The minister further revealed that, of the total stranded citizens, 723 are students, 204 are workers, 224 are tourists and 320 have not disclosed their status.

"I cannot say that these numbers are 100 percent accurate as it is based on people who have approached us for assistance through our missions and consular services. There may be more people in need of assistance that we do not know about yet," she added.

News24 earlier reported that a group of South Africans had been left stranded in Morocco. They had been pleading with government since 15 March to bring them back home after Morocco shut down its airports.

"Our missions, where possible, will continue to render consular services, including negotiating with the governments where there are lockdowns, in order to facilitate the movement of stranded South Africans," Pandor said.

In addition, News24 also reported that a dad stuck in Cameroon was pleading with government to bring him back home to his son, who is battling cancer.

Reginald Faulmann (62) told News24 on Tuesday that, following the minister's announcement, he was in possession of a fully-paid return ticket and the embassy had been in contact with him. It was "awaiting instruction from the headquarters in Pretoria".
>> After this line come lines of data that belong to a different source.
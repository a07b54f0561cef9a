//! Typed hyperparameter search space for gradient boosting

use rand::seq::index;
use rand::Rng;
use serde::{Deserialize, Serialize};

use super::config::SearchConfig;
use crate::error::{EvalError, Result};
use crate::training::GradientBoostingConfig;

/// Candidate values for each boosting hyperparameter.
///
/// A combination is one value per list; combinations are enumerated in
/// mixed-radix order with `subsample` varying fastest.
#[derive(Debug, Clone, PartialEq, Serialize, Deserialize)]
#[serde(default)]
pub struct BoostingSearchSpace {
    pub n_estimators: Vec<usize>,
    pub learning_rate: Vec<f64>,
    pub max_depth: Vec<usize>,
    pub min_samples_split: Vec<usize>,
    pub min_samples_leaf: Vec<usize>,
    pub subsample: Vec<f64>,
}

impl Default for BoostingSearchSpace {
    fn default() -> Self {
        Self {
            n_estimators: vec![50, 100, 200, 300],
            learning_rate: vec![0.01, 0.05, 0.1, 0.2],
            max_depth: vec![2, 3, 4, 5],
            min_samples_split: vec![2, 5, 10],
            min_samples_leaf: vec![1, 2, 4],
            subsample: vec![0.8, 1.0],
        }
    }
}

impl BoostingSearchSpace {
    /// A space holding exactly one combination
    pub fn single(params: &GradientBoostingConfig) -> Self {
        Self {
            n_estimators: vec![params.n_estimators],
            learning_rate: vec![params.learning_rate],
            max_depth: vec![params.max_depth],
            min_samples_split: vec![params.min_samples_split],
            min_samples_leaf: vec![params.min_samples_leaf],
            subsample: vec![params.subsample],
        }
    }

    fn radices(&self) -> [usize; 6] {
        [
            self.n_estimators.len(),
            self.learning_rate.len(),
            self.max_depth.len(),
            self.min_samples_split.len(),
            self.min_samples_leaf.len(),
            self.subsample.len(),
        ]
    }

    /// Number of distinct combinations
    pub fn n_combinations(&self) -> usize {
        self.radices().iter().product()
    }

    /// Reject empty lists and any combination outside its legal domain.
    ///
    /// Each value is checked on its own; since every parameter's domain is
    /// independent, this validates the whole cross product.
    pub fn validate(&self) -> Result<()> {
        let names = [
            "n_estimators",
            "learning_rate",
            "max_depth",
            "min_samples_split",
            "min_samples_leaf",
            "subsample",
        ];
        for (name, len) in names.iter().zip(self.radices()) {
            if len == 0 {
                return Err(EvalError::ConfigError(format!(
                    "search space for {} has no candidates",
                    name
                )));
            }
        }

        let base = self.combination_at(0)?;
        for &v in &self.n_estimators {
            GradientBoostingConfig { n_estimators: v, ..base.clone() }.validate()?;
        }
        for &v in &self.learning_rate {
            GradientBoostingConfig { learning_rate: v, ..base.clone() }.validate()?;
        }
        for &v in &self.max_depth {
            GradientBoostingConfig { max_depth: v, ..base.clone() }.validate()?;
        }
        for &v in &self.min_samples_split {
            GradientBoostingConfig { min_samples_split: v, ..base.clone() }.validate()?;
        }
        for &v in &self.min_samples_leaf {
            GradientBoostingConfig { min_samples_leaf: v, ..base.clone() }.validate()?;
        }
        for &v in &self.subsample {
            GradientBoostingConfig { subsample: v, ..base.clone() }.validate()?;
        }
        Ok(())
    }

    /// Decode the combination at `index` in enumeration order
    pub fn combination_at(&self, index: usize) -> Result<GradientBoostingConfig> {
        let total = self.n_combinations();
        if index >= total {
            return Err(EvalError::InvalidParameter {
                name: "combination index".to_string(),
                value: index.to_string(),
                reason: format!("space has {} combinations", total),
            });
        }

        let radices = self.radices();
        let mut digits = [0usize; 6];
        let mut rest = index;
        for (digit, &radix) in digits.iter_mut().zip(radices.iter()).rev() {
            *digit = rest % radix;
            rest /= radix;
        }

        Ok(GradientBoostingConfig {
            n_estimators: self.n_estimators[digits[0]],
            learning_rate: self.learning_rate[digits[1]],
            max_depth: self.max_depth[digits[2]],
            min_samples_split: self.min_samples_split[digits[3]],
            min_samples_leaf: self.min_samples_leaf[digits[4]],
            subsample: self.subsample[digits[5]],
            ..Default::default()
        })
    }

    /// Every combination in enumeration order
    pub fn grid(&self) -> Result<Vec<GradientBoostingConfig>> {
        (0..self.n_combinations())
            .map(|i| self.combination_at(i))
            .collect()
    }

    /// Draw `n_iter` distinct combinations.
    ///
    /// When `n_iter` covers the whole space, the full grid is returned in
    /// enumeration order.
    pub fn sample<R: Rng + ?Sized>(
        &self,
        n_iter: usize,
        rng: &mut R,
    ) -> Result<Vec<GradientBoostingConfig>> {
        let total = self.n_combinations();
        if n_iter >= total {
            return self.grid();
        }
        index::sample(rng, total, n_iter)
            .into_iter()
            .map(|i| self.combination_at(i))
            .collect()
    }

    /// Narrow the space around a winning combination.
    ///
    /// `n_estimators` gets `{w, min(w + step, cap)}` and `max_depth` gets
    /// `{w, min(w + 1, cap)}`; every other parameter is pinned. The winner
    /// is always the first combination of the result.
    pub fn refine_around(winner: &GradientBoostingConfig, config: &SearchConfig) -> Self {
        let mut space = Self::single(winner);

        let more_trees = (winner.n_estimators + config.n_estimators_step).min(config.max_n_estimators);
        if more_trees > winner.n_estimators {
            space.n_estimators.push(more_trees);
        }
        let deeper = (winner.max_depth + 1).min(config.max_depth_cap);
        if deeper > winner.max_depth {
            space.max_depth.push(deeper);
        }
        space
    }
}

#[cfg(test)]
mod tests {
    use super::*;
    use rand::SeedableRng;
    use rand_chacha::ChaCha8Rng;
    use std::collections::HashSet;

    #[test]
    fn test_default_space() {
        let space = BoostingSearchSpace::default();
        assert_eq!(space.n_combinations(), 4 * 4 * 4 * 3 * 3 * 2);
        assert!(space.validate().is_ok());
    }

    #[test]
    fn test_combination_order() {
        let space = BoostingSearchSpace::default();
        let first = space.combination_at(0).unwrap();
        assert_eq!(first.n_estimators, 50);
        assert_eq!(first.subsample, 0.8);

        let second = space.combination_at(1).unwrap();
        assert_eq!(second.subsample, 1.0);
        assert_eq!(second.n_estimators, 50);

        let last = space.combination_at(space.n_combinations() - 1).unwrap();
        assert_eq!(last.n_estimators, 300);
        assert_eq!(last.min_samples_leaf, 4);
        assert!(space.combination_at(space.n_combinations()).is_err());
    }

    #[test]
    fn test_sample_without_replacement() {
        let space = BoostingSearchSpace::default();
        let mut rng = ChaCha8Rng::seed_from_u64(42);
        let samples = space.sample(20, &mut rng).unwrap();

        assert_eq!(samples.len(), 20);
        let distinct: HashSet<String> = samples.iter().map(|p| format!("{:?}", p)).collect();
        assert_eq!(distinct.len(), 20);
    }

    #[test]
    fn test_sample_is_seeded() {
        let space = BoostingSearchSpace::default();
        let a = space.sample(10, &mut ChaCha8Rng::seed_from_u64(1)).unwrap();
        let b = space.sample(10, &mut ChaCha8Rng::seed_from_u64(1)).unwrap();
        assert_eq!(a, b);
    }

    #[test]
    fn test_sample_small_space_returns_grid() {
        let space = BoostingSearchSpace {
            n_estimators: vec![10, 20],
            max_depth: vec![2],
            learning_rate: vec![0.1],
            min_samples_split: vec![2],
            min_samples_leaf: vec![1],
            subsample: vec![1.0],
        };
        let samples = space.sample(50, &mut ChaCha8Rng::seed_from_u64(0)).unwrap();
        assert_eq!(samples, space.grid().unwrap());
    }

    #[test]
    fn test_validate_rejects_bad_candidates() {
        let empty = BoostingSearchSpace {
            max_depth: vec![],
            ..Default::default()
        };
        assert!(empty.validate().is_err());

        let bad_rate = BoostingSearchSpace {
            learning_rate: vec![0.1, 2.0],
            ..Default::default()
        };
        assert!(bad_rate.validate().is_err());
    }

    #[test]
    fn test_refine_contains_winner() {
        let winner = GradientBoostingConfig {
            n_estimators: 100,
            max_depth: 3,
            learning_rate: 0.05,
            ..Default::default()
        };
        let refined = BoostingSearchSpace::refine_around(&winner, &SearchConfig::default());

        assert_eq!(refined.n_estimators, vec![100, 150]);
        assert_eq!(refined.max_depth, vec![3, 4]);
        assert_eq!(refined.learning_rate, vec![0.05]);
        assert_eq!(refined.n_combinations(), 4);
        assert_eq!(refined.combination_at(0).unwrap(), winner);
    }

    #[test]
    fn test_refine_respects_caps() {
        let winner = GradientBoostingConfig {
            n_estimators: 500,
            max_depth: 8,
            ..Default::default()
        };
        let refined = BoostingSearchSpace::refine_around(&winner, &SearchConfig::default());
        assert_eq!(refined.n_estimators, vec![500]);
        assert_eq!(refined.max_depth, vec![8]);
        assert_eq!(refined.n_combinations(), 1);
    }
}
ALSO READ: 'Please get me home to my dying son' – Dad stranded in Cameroon's plea to SA govt

Pandor also said priority would be given to those who were stranded at airports, running out of accommodation, and the elderly and the sick.

However, due to difficulties associated with travel restrictions, the government was appealing to those who could afford to return to do so at their own cost.

"Some South Africans have explored options such as arranging private charter flights to SA. In such cases, we have requested our missions to assist with obtaining flight clearances in the host countries and to get permission to depart on such a chartered flight," Pandor explained.

For those who cannot depart, the department will liaise with families and friends in SA to contribute to the payment for accommodation.

"Our missions and head office will continue to be in touch with all South Africans until they are comfortably reunited with their families. The regulations require of all incoming nationals, irrespective of risk category, to undergo screening, testing and be quarantined," Pandor said.